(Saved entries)
BEGIN

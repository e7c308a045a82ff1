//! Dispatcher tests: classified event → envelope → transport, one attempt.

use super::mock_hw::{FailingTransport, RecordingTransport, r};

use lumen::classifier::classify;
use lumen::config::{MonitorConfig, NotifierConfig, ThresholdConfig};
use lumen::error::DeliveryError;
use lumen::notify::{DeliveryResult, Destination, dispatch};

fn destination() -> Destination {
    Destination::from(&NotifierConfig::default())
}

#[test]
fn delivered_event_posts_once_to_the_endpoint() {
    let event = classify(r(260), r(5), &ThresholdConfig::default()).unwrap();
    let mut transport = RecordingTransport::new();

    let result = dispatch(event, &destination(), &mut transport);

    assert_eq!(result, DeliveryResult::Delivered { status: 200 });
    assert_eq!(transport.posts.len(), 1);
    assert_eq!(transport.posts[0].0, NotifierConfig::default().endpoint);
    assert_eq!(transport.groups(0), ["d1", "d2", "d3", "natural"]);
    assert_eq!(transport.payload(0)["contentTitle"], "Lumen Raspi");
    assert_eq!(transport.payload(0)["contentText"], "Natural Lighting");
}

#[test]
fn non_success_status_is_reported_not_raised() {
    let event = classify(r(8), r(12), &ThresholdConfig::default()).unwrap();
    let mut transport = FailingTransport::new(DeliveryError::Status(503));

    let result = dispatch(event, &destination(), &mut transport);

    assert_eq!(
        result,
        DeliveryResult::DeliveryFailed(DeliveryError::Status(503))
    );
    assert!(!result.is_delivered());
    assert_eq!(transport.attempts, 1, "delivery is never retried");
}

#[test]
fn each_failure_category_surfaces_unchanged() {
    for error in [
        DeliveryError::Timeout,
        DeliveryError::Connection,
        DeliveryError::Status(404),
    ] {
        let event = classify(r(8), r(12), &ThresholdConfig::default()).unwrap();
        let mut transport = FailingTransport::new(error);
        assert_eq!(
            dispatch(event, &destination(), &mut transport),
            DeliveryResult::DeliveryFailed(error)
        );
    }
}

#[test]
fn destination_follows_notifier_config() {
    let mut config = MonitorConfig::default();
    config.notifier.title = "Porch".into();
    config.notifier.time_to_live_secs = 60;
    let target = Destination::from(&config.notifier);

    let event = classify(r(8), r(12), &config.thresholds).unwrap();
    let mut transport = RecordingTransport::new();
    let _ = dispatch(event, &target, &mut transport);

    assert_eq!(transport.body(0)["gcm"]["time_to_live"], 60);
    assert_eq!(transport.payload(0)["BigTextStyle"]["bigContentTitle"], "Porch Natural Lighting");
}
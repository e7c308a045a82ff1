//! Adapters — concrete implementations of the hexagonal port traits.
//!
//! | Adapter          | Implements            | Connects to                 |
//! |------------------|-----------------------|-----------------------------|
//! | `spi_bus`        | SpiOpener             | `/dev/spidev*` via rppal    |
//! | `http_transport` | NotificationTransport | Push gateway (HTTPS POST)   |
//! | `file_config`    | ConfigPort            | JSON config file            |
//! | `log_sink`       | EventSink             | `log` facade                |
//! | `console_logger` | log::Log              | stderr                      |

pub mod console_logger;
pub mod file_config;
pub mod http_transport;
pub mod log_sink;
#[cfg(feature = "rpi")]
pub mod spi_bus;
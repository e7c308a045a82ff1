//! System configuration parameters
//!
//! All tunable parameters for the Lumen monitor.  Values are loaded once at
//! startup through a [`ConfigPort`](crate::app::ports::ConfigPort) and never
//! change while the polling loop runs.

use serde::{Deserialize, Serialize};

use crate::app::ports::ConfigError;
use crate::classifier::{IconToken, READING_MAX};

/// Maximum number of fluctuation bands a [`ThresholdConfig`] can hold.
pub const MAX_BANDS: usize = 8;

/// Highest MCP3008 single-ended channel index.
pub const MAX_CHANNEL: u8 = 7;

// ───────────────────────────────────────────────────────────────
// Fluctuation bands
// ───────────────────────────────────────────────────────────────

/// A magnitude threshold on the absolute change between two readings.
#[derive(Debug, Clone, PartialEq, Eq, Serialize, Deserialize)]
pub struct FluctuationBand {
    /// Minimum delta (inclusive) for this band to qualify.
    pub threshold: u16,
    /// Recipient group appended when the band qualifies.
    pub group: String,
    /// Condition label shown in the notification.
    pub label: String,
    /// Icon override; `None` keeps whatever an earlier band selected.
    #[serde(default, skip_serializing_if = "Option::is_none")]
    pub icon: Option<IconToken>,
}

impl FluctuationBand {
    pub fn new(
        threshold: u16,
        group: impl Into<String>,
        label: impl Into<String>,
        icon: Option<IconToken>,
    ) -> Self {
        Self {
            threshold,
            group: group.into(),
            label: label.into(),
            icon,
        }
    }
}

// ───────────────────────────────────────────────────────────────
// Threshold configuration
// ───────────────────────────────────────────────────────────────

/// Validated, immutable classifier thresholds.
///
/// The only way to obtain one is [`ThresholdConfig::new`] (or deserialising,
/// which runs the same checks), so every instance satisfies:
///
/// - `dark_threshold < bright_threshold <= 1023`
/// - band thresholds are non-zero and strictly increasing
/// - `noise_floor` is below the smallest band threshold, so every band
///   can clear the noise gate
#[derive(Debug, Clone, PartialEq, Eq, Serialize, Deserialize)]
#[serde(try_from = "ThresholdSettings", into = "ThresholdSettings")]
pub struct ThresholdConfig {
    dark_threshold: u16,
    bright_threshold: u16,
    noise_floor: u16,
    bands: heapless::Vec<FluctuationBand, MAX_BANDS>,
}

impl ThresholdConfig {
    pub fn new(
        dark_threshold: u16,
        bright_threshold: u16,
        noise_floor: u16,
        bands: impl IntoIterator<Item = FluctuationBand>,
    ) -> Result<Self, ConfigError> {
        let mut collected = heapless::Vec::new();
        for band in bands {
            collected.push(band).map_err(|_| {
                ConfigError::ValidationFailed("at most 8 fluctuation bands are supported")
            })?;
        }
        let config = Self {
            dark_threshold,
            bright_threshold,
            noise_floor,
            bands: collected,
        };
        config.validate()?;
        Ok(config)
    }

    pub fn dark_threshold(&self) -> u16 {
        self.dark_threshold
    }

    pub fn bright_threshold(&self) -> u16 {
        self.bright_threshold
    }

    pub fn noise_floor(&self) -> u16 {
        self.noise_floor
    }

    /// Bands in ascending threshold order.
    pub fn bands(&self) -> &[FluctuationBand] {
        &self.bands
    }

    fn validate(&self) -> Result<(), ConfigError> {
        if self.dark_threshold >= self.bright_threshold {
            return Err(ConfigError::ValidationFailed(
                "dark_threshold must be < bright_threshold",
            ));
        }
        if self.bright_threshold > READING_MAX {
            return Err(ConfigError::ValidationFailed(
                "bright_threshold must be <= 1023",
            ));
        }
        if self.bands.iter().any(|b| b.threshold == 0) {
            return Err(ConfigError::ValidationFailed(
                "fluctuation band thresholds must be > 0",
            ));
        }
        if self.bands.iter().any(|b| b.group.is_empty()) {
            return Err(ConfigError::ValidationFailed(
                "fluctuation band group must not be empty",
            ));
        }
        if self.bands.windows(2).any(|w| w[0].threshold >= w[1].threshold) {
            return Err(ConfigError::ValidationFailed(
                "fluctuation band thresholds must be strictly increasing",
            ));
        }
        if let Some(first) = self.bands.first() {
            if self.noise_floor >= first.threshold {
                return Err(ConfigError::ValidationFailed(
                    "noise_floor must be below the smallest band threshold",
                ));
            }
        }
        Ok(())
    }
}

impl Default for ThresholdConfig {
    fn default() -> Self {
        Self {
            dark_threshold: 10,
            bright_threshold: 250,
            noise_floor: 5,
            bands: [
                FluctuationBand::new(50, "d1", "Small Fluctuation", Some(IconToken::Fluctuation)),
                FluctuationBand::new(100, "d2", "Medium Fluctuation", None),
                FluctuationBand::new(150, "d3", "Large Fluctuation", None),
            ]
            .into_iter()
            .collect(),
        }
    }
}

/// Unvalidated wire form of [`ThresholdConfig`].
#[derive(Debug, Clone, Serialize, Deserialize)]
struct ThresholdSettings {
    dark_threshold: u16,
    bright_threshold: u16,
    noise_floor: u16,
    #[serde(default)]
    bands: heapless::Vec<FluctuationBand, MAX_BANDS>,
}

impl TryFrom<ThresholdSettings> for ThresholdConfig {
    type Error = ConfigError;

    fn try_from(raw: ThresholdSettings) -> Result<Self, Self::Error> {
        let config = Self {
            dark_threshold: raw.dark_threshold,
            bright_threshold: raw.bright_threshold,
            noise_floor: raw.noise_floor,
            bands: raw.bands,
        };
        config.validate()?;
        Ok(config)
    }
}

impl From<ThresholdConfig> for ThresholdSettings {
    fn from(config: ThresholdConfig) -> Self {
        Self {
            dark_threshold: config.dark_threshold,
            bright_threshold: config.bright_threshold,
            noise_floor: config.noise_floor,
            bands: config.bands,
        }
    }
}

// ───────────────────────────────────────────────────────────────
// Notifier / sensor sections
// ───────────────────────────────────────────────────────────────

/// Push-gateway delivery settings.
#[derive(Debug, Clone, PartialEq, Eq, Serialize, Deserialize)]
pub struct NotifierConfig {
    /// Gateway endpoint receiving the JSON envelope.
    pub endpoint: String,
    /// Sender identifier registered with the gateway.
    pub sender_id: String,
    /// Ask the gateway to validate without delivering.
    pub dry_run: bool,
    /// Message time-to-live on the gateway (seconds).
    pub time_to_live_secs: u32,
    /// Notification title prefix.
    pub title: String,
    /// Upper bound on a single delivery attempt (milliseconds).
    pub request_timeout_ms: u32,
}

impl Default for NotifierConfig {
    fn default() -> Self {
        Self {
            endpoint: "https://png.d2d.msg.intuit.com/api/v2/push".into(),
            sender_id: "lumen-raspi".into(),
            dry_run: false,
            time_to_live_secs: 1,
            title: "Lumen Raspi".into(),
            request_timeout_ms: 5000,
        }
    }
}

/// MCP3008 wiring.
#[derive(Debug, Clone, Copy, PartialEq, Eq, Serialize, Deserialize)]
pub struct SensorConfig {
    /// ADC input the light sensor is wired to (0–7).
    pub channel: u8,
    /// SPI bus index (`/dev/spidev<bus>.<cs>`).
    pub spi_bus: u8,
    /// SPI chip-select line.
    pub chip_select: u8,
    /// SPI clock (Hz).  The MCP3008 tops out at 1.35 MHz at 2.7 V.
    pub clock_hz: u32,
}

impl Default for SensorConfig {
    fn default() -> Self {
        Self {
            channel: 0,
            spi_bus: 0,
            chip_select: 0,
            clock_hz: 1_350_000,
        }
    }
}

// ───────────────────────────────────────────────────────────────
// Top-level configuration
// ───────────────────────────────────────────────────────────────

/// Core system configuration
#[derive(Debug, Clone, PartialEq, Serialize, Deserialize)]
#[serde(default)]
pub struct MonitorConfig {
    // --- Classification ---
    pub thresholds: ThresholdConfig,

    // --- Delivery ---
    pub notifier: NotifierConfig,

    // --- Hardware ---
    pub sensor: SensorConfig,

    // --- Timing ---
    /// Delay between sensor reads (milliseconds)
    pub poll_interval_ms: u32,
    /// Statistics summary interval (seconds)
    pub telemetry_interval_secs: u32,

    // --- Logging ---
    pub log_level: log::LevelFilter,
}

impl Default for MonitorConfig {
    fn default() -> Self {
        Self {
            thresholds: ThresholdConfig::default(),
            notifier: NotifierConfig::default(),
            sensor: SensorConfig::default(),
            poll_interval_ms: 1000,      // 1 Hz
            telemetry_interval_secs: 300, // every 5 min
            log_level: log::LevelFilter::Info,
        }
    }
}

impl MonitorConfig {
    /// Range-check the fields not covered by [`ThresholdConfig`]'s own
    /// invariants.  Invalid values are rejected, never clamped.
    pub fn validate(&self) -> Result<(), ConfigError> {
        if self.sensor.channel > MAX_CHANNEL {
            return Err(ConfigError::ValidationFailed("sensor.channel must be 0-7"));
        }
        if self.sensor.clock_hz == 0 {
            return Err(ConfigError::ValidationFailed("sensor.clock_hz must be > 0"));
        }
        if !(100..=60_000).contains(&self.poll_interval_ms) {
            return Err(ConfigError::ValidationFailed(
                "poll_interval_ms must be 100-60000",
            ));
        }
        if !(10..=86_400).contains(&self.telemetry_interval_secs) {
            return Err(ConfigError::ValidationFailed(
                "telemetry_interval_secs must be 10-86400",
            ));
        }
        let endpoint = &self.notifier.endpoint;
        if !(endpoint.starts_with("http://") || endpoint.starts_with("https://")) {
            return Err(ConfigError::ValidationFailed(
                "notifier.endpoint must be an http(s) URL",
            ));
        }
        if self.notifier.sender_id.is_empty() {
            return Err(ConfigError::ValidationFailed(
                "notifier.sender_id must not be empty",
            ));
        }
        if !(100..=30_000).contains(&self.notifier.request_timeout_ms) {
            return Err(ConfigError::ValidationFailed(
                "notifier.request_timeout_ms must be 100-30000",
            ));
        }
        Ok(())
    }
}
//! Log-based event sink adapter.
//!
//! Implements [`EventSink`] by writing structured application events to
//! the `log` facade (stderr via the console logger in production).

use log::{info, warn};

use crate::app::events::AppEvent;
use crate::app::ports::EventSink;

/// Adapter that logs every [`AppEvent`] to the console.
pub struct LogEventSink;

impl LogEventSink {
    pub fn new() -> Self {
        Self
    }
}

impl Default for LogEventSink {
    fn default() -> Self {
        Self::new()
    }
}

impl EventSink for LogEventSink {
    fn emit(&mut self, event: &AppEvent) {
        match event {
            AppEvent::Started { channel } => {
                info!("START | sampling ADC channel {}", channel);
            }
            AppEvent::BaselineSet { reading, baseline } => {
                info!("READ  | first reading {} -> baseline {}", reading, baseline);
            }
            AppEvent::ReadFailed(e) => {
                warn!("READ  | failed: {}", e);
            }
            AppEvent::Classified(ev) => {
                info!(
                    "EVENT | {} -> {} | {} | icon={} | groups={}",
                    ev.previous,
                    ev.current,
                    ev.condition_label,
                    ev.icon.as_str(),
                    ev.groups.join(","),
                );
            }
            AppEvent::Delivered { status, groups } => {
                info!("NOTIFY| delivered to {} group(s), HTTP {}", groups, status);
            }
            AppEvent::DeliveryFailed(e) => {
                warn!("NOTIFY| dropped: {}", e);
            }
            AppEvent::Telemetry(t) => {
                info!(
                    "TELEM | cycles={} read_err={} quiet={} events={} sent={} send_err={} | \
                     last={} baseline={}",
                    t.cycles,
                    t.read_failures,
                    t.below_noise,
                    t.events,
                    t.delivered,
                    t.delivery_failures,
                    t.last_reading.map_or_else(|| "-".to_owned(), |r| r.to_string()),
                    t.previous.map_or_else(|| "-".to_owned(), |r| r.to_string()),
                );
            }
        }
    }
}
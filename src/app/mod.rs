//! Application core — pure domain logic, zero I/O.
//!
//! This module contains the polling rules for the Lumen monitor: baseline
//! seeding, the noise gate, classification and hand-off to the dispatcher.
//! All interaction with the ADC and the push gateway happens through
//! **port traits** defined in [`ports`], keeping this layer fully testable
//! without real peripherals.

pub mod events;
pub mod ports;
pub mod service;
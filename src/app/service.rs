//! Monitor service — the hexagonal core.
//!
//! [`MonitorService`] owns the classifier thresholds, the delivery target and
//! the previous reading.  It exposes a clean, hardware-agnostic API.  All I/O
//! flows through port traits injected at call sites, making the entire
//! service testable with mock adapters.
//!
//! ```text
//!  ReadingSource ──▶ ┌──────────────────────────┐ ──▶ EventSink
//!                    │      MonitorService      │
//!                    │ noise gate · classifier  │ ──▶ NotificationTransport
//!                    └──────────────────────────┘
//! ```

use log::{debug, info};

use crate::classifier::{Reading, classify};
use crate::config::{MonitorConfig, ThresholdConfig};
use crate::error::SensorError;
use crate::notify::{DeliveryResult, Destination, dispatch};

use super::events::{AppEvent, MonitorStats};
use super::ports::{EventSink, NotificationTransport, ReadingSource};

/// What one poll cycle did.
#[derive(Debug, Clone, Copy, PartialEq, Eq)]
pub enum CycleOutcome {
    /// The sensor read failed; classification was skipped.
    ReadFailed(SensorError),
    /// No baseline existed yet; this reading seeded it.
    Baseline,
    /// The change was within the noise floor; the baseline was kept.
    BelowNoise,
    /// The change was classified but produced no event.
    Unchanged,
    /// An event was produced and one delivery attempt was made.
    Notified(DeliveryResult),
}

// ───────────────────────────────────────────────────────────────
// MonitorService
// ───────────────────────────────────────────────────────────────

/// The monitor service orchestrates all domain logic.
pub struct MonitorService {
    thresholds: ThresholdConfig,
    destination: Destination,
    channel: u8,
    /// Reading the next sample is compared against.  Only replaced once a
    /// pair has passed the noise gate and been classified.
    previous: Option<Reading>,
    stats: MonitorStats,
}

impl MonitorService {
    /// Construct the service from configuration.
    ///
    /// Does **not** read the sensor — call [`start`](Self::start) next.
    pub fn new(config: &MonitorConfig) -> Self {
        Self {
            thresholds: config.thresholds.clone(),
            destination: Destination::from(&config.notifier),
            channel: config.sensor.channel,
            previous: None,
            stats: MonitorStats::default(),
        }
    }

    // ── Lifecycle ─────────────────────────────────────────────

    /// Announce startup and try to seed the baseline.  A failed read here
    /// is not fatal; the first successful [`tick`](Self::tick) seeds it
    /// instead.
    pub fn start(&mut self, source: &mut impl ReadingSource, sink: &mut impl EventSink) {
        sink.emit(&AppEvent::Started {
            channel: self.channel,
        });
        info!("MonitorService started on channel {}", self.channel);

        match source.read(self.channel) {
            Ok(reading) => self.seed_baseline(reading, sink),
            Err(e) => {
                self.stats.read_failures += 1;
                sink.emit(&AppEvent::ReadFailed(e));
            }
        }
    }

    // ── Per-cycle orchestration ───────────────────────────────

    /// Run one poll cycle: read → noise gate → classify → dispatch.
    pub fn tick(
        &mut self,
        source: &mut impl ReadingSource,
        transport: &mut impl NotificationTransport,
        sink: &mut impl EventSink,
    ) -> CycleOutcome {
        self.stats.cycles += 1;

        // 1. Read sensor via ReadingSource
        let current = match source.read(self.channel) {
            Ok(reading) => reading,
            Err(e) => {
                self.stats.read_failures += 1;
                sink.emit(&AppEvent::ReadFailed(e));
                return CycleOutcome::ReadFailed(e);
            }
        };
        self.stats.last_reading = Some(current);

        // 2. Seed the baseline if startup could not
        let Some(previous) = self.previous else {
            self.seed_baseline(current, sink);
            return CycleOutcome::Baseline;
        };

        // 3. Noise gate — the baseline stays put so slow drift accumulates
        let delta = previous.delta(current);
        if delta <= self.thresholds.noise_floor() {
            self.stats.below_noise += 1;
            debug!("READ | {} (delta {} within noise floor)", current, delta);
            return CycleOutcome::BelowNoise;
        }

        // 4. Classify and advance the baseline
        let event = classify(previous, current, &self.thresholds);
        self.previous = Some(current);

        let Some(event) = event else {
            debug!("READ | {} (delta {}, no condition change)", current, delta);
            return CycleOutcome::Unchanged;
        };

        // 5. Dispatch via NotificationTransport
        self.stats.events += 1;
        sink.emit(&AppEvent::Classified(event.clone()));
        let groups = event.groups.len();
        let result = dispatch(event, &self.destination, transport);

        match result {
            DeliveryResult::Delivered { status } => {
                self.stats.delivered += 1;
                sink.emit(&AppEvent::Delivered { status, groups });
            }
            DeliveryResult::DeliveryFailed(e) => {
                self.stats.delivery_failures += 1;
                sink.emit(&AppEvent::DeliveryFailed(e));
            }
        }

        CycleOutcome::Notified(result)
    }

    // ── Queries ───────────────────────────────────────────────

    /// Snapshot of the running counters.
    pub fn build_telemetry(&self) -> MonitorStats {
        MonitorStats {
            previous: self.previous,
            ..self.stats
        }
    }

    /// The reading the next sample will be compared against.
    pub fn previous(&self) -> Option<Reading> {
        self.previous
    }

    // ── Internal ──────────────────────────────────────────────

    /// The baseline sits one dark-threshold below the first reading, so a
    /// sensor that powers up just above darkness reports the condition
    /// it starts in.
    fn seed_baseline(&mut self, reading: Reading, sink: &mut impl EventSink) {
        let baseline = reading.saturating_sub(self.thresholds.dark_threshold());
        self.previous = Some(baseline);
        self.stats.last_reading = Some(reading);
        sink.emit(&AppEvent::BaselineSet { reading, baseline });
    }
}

END

* Description of the task:
Write down, word for word, the lines above from the one containing "pub const MAX_BANDS: usize = 8;" through the one containing "-> Result<Self, ConfigError>", both ends included.

* Answer:
pub const MAX_BANDS: usize = 8;

/// Highest MCP3008 single-ended channel index.
pub const MAX_CHANNEL: u8 = 7;

// ───────────────────────────────────────────────────────────────
// Fluctuation bands
// ───────────────────────────────────────────────────────────────

/// A magnitude threshold on the absolute change between two readings.
#[derive(Debug, Clone, PartialEq, Eq, Serialize, Deserialize)]
pub struct FluctuationBand {
    /// Minimum delta (inclusive) for this band to qualify.
    pub threshold: u16,
    /// Recipient group appended when the band qualifies.
    pub group: String,
    /// Condition label shown in the notification.
    pub label: String,
    /// Icon override; `None` keeps whatever an earlier band selected.
    #[serde(default, skip_serializing_if = "Option::is_none")]
    pub icon: Option<IconToken>,
}

impl FluctuationBand {
    pub fn new(
        threshold: u16,
        group: impl Into<String>,
        label: impl Into<String>,
        icon: Option<IconToken>,
    ) -> Self {
        Self {
            threshold,
            group: group.into(),
            label: label.into(),
            icon,
        }
    }
}

// ───────────────────────────────────────────────────────────────
// Threshold configuration
// ───────────────────────────────────────────────────────────────

/// Validated, immutable classifier thresholds.
///
/// The only way to obtain one is [`ThresholdConfig::new`] (or deserialising,
/// which runs the same checks), so every instance satisfies:
///
/// - `dark_threshold < bright_threshold <= 1023`
/// - band thresholds are non-zero and strictly increasing
/// - `noise_floor` is below the smallest band threshold, so every band
///   can clear the noise gate
#[derive(Debug, Clone, PartialEq, Eq, Serialize, Deserialize)]
#[serde(try_from = "ThresholdSettings", into = "ThresholdSettings")]
pub struct ThresholdConfig {
    dark_threshold: u16,
    bright_threshold: u16,
    noise_floor: u16,
    bands: heapless::Vec<FluctuationBand, MAX_BANDS>,
}

impl ThresholdConfig {
    pub fn new(
        dark_threshold: u16,
        bright_threshold: u16,
        noise_floor: u16,
        bands: impl IntoIterator<Item = FluctuationBand>,
    ) -> Result<Self, ConfigError> {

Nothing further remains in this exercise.